> **Requirement**:
Compute how many lines below contain the word "History" and respond with that number only.

(Dataset entries)
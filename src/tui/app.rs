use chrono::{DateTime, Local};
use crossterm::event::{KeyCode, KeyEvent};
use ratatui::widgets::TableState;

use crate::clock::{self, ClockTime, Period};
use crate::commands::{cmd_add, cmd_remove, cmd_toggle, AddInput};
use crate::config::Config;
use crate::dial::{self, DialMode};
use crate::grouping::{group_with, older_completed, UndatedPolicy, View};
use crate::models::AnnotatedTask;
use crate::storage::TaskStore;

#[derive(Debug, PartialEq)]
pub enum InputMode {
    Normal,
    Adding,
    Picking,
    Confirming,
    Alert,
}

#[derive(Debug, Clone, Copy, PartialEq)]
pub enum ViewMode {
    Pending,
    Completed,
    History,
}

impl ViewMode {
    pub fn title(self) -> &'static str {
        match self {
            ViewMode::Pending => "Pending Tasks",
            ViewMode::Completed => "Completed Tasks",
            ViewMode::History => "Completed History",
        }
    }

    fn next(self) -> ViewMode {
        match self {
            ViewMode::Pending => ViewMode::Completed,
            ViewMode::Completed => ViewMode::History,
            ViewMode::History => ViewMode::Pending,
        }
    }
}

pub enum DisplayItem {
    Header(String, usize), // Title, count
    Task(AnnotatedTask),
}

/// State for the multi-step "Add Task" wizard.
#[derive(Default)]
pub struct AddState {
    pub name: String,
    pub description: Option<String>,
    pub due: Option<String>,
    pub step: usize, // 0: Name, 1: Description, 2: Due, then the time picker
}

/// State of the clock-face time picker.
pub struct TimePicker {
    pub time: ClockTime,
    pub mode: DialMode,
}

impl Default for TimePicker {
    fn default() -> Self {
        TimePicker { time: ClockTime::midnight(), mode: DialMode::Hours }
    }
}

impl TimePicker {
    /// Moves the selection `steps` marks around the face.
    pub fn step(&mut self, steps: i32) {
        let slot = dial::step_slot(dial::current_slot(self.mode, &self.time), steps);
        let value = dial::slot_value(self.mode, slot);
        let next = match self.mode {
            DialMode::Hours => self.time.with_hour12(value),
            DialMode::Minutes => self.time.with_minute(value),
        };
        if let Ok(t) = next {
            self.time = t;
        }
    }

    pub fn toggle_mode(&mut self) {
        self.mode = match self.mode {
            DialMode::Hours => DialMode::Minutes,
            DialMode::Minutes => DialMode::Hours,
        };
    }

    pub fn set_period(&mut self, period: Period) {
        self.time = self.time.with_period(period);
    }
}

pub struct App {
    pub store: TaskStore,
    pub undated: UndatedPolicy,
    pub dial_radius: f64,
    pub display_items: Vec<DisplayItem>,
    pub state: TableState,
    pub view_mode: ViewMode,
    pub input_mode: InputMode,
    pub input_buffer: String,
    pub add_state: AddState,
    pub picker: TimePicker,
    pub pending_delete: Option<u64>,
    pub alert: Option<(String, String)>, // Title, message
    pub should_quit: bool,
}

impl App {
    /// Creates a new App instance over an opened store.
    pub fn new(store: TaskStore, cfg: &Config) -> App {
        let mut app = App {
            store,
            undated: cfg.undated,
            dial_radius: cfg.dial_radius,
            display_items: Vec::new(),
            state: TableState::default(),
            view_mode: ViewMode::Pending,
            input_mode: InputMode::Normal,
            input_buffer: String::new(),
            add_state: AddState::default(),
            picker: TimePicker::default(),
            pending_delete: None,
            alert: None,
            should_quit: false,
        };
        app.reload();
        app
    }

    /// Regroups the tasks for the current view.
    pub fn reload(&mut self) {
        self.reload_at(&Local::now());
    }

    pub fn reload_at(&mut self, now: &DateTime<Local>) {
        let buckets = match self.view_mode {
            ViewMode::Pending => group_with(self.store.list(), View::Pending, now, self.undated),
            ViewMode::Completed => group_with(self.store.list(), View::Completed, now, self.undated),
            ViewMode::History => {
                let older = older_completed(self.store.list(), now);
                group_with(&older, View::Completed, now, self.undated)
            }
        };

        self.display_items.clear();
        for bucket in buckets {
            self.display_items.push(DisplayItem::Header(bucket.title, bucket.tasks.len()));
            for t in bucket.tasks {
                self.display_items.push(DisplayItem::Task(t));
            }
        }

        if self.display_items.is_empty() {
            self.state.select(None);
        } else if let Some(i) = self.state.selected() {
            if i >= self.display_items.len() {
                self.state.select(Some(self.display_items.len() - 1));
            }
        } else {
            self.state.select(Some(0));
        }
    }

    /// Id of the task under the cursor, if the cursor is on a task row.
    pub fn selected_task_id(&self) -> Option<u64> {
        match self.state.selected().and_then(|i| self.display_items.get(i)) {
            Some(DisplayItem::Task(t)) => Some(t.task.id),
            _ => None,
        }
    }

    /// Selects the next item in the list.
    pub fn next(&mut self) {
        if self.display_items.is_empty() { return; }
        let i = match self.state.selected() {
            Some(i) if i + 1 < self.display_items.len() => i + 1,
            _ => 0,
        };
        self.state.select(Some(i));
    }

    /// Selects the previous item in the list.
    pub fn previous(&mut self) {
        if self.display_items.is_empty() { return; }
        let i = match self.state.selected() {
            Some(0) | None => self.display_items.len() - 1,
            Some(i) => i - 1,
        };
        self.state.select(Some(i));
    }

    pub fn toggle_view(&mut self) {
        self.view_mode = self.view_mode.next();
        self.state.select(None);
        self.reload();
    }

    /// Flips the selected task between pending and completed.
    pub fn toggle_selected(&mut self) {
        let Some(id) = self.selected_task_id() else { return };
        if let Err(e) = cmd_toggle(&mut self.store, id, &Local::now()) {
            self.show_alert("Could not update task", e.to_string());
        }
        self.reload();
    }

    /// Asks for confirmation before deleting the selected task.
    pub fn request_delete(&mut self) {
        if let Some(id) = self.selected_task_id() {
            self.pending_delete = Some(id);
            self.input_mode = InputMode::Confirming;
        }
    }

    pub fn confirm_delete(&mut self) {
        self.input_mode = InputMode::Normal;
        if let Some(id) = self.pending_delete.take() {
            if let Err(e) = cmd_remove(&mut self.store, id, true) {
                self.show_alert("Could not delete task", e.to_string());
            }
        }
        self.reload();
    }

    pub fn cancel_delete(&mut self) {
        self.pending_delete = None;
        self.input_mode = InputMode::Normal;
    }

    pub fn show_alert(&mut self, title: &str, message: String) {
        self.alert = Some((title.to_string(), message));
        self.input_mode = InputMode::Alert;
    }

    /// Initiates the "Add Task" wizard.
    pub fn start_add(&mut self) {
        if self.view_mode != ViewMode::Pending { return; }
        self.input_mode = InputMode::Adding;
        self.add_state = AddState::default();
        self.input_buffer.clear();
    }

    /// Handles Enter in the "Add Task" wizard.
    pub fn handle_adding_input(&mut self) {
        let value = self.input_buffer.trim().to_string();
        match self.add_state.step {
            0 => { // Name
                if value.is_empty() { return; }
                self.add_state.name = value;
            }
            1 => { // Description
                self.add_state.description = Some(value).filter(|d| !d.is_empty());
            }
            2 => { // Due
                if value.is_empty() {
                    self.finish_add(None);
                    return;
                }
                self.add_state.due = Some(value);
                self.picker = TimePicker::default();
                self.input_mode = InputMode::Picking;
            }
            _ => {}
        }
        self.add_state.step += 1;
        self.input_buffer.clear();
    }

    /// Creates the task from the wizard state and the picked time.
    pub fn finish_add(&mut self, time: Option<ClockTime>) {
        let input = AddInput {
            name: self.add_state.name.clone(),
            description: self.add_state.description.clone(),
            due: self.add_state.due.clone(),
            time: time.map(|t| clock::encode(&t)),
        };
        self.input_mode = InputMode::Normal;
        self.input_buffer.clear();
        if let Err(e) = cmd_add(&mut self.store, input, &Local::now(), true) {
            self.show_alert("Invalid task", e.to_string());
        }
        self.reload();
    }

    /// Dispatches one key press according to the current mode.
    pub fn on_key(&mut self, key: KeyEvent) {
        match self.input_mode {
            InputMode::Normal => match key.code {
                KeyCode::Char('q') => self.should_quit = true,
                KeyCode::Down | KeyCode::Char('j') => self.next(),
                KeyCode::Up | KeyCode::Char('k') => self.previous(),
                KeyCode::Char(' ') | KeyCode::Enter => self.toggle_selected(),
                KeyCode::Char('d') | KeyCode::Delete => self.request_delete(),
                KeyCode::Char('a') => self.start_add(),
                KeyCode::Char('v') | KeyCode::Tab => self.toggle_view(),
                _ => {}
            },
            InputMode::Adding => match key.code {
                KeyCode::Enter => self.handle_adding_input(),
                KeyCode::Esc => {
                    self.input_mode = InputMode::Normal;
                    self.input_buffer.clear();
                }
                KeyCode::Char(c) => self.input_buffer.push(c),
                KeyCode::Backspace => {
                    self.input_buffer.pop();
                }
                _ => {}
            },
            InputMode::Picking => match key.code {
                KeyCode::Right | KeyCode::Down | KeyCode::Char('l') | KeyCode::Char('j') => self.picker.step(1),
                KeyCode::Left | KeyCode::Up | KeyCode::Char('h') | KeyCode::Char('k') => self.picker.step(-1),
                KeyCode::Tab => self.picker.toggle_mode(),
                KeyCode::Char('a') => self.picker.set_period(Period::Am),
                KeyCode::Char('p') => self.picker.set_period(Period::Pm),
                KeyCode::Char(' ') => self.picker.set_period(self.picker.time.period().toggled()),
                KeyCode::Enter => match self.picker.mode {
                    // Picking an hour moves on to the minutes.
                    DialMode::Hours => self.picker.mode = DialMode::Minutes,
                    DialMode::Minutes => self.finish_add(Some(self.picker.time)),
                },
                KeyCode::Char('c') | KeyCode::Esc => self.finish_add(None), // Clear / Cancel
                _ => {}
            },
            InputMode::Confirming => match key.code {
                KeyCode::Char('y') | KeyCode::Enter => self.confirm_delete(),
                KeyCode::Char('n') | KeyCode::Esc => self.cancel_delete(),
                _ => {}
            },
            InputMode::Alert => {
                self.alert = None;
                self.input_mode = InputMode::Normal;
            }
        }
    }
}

> **Task output**:
5